- REQUIRED ACTION
Select and reproduce each line of the listing below that bears the string "Constructs".

- RECORD EXCERPTS

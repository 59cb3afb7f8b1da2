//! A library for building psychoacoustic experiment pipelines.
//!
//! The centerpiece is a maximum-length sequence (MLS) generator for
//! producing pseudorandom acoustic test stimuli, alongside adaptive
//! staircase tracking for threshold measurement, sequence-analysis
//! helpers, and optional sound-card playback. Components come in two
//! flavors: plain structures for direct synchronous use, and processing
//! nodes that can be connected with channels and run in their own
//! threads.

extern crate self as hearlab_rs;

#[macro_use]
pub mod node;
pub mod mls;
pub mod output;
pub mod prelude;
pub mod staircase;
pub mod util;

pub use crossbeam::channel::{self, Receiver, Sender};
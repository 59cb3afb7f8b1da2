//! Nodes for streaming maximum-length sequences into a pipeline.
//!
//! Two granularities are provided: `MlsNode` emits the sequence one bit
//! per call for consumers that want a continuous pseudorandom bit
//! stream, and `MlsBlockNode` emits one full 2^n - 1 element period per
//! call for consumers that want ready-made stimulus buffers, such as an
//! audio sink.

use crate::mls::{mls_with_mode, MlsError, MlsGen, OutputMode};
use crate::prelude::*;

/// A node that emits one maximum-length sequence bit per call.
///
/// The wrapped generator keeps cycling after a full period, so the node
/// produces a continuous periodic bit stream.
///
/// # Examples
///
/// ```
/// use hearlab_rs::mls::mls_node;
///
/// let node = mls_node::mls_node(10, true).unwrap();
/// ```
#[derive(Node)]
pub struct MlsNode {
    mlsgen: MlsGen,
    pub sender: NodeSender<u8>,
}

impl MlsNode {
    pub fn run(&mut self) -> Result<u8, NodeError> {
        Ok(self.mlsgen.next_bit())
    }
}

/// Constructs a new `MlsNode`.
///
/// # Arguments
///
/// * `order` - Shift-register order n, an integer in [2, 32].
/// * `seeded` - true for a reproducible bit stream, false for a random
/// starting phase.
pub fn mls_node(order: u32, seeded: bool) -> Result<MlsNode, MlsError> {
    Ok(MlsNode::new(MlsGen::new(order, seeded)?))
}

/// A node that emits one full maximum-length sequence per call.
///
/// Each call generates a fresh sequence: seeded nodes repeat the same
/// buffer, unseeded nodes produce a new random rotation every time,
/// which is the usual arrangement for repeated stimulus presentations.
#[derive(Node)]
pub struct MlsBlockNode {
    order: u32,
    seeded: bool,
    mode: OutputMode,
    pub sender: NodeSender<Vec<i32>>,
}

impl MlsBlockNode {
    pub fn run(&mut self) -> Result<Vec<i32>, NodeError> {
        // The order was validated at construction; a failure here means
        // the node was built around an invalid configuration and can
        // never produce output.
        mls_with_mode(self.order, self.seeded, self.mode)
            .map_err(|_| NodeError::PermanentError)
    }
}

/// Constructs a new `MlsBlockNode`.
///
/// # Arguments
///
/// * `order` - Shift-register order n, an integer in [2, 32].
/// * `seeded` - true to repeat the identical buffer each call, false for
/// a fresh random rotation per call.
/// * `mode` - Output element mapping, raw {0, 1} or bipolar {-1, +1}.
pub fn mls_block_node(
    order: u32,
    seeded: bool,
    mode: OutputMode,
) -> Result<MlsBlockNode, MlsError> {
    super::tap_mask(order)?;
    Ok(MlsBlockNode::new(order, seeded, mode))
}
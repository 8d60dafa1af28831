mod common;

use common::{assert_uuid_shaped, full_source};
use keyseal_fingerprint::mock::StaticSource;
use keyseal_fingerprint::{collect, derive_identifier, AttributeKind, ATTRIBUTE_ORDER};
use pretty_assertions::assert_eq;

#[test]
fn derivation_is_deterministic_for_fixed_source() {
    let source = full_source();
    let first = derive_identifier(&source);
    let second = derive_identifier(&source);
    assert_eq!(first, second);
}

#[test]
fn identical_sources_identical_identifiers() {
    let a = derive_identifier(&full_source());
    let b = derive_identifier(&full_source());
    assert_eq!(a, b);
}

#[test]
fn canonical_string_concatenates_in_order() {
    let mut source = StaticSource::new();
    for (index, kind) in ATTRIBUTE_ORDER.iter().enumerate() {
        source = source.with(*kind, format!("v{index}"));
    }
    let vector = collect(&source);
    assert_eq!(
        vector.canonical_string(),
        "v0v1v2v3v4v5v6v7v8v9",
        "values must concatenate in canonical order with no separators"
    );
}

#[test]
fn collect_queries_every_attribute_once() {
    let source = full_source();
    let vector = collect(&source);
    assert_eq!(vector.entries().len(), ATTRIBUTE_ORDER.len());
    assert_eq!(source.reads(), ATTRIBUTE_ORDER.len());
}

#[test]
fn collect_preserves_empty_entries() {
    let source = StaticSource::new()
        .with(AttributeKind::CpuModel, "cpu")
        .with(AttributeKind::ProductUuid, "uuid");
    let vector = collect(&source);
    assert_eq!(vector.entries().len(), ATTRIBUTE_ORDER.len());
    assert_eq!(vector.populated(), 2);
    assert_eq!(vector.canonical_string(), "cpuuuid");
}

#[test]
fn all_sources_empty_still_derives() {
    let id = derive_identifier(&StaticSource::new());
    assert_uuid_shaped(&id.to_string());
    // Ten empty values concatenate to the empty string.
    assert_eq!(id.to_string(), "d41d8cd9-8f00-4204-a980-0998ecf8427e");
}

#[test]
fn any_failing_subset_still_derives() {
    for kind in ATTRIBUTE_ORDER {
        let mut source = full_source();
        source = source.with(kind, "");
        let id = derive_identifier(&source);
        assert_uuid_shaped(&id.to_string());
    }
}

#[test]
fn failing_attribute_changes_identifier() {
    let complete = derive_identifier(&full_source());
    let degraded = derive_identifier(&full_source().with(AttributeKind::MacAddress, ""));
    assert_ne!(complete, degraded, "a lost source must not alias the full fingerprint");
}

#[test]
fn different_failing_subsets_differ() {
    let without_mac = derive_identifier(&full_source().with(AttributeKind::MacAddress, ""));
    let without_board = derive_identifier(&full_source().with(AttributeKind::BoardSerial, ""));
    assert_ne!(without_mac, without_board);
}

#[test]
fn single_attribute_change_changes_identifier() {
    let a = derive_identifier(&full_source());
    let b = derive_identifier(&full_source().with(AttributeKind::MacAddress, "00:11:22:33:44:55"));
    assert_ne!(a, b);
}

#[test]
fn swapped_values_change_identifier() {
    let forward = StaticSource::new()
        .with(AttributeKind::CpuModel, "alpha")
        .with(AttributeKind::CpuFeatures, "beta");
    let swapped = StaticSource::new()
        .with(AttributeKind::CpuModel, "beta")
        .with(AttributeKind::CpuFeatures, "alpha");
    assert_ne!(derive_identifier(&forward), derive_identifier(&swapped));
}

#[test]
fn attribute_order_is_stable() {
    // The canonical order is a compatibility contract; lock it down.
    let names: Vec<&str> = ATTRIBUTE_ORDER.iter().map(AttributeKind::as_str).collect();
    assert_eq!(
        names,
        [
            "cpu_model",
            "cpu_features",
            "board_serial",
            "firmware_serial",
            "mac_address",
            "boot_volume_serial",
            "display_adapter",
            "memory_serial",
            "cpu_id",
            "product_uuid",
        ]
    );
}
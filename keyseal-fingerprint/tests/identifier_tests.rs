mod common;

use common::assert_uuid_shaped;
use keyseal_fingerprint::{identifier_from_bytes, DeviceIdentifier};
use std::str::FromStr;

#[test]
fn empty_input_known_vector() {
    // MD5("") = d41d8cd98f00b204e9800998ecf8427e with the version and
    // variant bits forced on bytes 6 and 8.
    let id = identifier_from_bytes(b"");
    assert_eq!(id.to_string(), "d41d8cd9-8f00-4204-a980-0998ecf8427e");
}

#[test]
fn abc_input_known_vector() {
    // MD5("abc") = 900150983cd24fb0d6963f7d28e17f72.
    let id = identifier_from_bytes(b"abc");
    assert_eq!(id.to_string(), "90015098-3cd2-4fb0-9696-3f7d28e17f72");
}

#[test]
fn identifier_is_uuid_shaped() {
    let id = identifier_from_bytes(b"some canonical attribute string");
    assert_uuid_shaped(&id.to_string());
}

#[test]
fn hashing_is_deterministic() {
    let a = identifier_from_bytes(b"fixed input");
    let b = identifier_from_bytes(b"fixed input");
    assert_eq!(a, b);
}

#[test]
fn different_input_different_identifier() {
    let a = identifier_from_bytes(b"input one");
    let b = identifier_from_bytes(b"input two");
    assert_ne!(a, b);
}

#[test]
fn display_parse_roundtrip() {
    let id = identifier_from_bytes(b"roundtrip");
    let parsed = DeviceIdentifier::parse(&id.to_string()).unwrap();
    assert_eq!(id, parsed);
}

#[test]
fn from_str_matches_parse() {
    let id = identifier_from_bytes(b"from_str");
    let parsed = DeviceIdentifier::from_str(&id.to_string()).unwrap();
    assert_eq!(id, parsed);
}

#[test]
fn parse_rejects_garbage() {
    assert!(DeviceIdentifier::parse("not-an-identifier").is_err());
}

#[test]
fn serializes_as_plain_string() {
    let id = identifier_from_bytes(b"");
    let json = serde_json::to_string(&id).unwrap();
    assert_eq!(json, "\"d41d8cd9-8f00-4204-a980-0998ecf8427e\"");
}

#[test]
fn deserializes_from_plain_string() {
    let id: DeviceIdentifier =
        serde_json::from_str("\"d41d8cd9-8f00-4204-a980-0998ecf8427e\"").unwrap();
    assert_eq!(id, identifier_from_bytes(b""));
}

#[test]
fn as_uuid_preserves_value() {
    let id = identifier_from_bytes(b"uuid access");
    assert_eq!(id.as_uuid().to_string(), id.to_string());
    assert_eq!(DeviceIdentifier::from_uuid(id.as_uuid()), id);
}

- SOLUTION TO THIS EXERCISE
/// Constructs a new `MlsNode`.
/// Constructs a new `MlsBlockNode`.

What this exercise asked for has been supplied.